### Exercise goal
Sort through the listing below and keep each line with the word "CreateTaskBody". Copy those.
*** Record excerpts ***
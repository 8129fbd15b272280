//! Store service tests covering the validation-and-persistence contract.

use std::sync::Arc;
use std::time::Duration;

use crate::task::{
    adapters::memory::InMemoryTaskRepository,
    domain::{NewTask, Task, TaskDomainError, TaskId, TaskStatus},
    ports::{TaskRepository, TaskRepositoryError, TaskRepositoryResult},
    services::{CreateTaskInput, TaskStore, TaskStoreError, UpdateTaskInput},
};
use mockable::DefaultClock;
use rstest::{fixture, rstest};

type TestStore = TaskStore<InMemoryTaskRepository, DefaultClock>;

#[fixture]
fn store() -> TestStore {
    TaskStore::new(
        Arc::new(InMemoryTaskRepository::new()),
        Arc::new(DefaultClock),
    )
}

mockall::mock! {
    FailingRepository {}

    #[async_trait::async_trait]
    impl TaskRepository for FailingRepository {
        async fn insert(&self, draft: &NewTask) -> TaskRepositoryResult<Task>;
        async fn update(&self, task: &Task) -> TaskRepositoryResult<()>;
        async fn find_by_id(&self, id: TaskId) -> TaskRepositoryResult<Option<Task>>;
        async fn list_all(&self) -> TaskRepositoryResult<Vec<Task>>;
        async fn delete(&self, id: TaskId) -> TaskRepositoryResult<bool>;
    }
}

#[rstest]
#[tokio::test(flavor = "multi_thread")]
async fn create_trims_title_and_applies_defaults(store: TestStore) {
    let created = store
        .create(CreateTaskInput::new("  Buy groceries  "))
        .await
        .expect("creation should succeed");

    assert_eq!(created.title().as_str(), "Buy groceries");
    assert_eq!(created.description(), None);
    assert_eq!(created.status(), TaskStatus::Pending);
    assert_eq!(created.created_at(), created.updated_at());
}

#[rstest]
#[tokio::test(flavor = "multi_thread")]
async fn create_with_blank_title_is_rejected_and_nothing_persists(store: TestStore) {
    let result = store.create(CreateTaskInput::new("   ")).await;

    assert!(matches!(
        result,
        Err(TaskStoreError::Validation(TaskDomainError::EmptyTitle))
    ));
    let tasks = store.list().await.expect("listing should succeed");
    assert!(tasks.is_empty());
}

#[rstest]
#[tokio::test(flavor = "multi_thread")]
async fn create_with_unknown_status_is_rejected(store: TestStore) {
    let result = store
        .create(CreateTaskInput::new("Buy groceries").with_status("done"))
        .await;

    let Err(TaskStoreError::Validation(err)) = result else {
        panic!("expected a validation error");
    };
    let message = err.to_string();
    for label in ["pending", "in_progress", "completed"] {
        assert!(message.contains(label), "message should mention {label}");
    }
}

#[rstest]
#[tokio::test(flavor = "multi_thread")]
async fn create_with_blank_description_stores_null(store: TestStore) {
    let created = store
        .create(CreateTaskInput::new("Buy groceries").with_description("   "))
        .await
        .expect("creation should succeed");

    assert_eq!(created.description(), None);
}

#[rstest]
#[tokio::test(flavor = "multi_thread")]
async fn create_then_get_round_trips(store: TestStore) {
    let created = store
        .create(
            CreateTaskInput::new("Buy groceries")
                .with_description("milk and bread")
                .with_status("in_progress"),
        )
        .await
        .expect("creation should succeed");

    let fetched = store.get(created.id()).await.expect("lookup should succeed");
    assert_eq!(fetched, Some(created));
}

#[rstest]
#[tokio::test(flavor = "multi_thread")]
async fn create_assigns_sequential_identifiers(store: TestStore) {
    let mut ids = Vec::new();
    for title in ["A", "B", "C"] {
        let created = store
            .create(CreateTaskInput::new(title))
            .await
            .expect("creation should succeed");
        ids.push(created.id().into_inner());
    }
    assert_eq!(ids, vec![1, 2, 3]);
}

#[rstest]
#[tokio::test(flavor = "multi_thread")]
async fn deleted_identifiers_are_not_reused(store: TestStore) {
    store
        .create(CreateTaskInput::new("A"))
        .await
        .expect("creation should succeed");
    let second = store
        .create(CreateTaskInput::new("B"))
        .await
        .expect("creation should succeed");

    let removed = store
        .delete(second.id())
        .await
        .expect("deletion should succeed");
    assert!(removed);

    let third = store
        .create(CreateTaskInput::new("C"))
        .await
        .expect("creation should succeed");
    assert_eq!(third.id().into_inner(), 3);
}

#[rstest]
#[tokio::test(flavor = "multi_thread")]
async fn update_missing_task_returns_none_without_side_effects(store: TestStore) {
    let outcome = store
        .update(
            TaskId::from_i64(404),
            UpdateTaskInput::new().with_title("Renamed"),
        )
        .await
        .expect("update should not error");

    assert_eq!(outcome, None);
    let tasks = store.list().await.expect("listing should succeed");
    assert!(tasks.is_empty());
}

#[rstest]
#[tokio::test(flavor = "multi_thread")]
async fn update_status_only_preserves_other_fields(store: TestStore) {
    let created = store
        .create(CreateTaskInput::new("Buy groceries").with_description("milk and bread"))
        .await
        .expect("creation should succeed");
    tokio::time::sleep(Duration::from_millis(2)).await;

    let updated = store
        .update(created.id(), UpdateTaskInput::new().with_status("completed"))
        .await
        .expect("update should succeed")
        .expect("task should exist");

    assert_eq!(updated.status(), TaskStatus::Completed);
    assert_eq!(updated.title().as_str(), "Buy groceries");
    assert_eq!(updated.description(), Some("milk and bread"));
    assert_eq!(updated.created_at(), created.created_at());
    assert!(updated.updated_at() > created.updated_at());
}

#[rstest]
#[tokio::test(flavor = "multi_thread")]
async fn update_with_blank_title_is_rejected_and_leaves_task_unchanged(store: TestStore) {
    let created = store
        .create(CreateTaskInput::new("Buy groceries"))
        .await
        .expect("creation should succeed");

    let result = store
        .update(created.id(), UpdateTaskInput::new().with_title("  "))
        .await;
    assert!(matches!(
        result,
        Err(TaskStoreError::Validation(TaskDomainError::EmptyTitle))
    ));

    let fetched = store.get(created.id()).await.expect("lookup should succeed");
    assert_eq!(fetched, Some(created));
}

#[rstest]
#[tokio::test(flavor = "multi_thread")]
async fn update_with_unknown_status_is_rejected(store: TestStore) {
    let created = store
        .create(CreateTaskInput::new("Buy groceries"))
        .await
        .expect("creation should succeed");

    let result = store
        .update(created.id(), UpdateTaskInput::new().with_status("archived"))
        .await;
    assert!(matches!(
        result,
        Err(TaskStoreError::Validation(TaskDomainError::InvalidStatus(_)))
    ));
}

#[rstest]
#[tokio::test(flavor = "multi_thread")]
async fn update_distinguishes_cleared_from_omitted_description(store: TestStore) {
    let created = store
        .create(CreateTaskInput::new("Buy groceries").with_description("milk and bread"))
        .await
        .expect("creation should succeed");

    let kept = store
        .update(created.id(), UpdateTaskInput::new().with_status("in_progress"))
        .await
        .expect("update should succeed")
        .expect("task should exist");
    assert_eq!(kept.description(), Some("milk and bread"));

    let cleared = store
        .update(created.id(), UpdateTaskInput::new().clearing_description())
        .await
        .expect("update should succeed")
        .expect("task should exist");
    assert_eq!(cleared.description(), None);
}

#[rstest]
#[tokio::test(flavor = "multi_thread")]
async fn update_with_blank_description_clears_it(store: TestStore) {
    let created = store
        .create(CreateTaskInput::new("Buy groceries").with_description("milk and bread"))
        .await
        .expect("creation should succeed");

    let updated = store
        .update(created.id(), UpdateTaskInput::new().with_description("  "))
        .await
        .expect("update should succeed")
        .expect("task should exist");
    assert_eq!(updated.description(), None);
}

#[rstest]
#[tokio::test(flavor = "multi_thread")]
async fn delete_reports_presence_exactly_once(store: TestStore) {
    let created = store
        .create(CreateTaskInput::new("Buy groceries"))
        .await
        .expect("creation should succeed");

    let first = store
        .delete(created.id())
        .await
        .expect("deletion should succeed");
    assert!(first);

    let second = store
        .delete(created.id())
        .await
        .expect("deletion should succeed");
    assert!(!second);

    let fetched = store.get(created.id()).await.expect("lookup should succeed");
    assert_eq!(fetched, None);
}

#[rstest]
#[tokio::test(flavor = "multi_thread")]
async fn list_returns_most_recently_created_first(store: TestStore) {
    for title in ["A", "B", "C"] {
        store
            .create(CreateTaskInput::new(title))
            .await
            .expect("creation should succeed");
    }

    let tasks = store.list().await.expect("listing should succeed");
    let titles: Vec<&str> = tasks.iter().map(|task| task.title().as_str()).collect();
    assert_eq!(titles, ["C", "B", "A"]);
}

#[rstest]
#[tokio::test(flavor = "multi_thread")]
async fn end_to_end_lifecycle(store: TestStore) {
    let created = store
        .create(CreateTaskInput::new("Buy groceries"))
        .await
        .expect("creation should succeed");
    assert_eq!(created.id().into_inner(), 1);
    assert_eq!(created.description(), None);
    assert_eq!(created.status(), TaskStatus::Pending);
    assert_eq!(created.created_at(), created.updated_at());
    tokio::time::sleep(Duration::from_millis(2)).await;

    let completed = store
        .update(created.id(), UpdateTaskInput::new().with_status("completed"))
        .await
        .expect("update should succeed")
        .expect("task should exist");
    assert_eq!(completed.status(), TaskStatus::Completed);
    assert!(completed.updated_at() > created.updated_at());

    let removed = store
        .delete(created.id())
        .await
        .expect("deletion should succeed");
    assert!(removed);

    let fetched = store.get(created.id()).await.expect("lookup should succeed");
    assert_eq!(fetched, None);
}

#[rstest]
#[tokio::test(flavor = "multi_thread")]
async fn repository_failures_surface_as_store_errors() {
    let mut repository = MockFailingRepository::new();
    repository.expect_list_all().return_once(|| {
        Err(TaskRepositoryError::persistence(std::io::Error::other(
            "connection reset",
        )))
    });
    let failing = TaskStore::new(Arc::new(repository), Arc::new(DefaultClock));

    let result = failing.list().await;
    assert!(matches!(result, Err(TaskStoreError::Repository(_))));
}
*** End of Record excerpts ***
*** Record excerpts ***
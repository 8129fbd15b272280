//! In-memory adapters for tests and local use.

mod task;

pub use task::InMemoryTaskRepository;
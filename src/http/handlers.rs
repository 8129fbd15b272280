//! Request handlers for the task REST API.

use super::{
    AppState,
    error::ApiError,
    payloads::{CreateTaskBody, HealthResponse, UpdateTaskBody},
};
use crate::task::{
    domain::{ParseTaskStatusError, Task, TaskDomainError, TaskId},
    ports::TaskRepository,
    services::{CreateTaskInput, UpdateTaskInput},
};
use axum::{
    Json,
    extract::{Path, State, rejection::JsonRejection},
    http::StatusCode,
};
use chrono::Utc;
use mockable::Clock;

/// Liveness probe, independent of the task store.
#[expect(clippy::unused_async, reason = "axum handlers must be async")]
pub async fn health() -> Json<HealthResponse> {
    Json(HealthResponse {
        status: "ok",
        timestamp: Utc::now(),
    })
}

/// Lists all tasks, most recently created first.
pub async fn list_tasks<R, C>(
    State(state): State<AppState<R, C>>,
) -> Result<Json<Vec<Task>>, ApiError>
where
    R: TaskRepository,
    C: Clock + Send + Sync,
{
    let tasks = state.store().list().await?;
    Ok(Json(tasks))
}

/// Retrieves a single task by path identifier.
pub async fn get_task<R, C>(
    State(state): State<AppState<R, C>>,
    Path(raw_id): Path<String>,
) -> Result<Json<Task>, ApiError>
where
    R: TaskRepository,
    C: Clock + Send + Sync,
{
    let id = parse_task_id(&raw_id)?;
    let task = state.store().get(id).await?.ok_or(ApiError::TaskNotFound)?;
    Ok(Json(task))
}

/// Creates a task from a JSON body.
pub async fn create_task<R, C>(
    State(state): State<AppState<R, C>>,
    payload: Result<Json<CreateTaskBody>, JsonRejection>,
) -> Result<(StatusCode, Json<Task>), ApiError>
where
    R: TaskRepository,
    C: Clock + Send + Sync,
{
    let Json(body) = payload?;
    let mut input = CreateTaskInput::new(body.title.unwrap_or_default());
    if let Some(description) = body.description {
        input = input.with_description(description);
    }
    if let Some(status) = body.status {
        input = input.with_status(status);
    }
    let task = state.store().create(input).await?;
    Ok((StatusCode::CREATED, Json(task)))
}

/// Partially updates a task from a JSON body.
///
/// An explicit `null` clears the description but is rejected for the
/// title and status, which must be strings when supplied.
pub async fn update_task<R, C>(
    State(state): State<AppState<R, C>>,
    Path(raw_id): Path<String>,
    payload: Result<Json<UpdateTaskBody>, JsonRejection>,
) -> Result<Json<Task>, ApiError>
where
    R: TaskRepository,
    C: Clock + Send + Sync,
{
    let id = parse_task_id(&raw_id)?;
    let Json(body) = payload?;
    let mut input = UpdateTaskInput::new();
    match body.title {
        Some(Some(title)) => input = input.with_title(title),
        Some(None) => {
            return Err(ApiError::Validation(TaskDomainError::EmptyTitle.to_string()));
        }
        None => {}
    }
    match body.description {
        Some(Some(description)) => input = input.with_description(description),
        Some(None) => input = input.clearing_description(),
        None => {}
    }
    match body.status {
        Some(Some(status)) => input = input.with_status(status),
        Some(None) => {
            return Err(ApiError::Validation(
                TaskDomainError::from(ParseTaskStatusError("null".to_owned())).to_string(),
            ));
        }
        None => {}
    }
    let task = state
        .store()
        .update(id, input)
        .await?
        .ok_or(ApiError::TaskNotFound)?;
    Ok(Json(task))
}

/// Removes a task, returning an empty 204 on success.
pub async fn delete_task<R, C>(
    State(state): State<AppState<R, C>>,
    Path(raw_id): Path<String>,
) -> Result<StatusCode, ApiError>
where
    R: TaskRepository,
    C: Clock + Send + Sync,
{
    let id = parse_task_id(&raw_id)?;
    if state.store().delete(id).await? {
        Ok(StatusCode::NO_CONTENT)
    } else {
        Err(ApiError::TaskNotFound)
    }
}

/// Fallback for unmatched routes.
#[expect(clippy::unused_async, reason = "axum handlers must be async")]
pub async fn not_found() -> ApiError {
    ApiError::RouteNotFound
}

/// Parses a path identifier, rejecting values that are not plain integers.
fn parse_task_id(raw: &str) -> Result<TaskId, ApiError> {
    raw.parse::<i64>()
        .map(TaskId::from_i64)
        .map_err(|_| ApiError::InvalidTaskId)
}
*** End of Record excerpts ***
### Result for this task
    payloads::{CreateTaskBody, HealthResponse, UpdateTaskBody},
    payload: Result<Json<CreateTaskBody>, JsonRejection>,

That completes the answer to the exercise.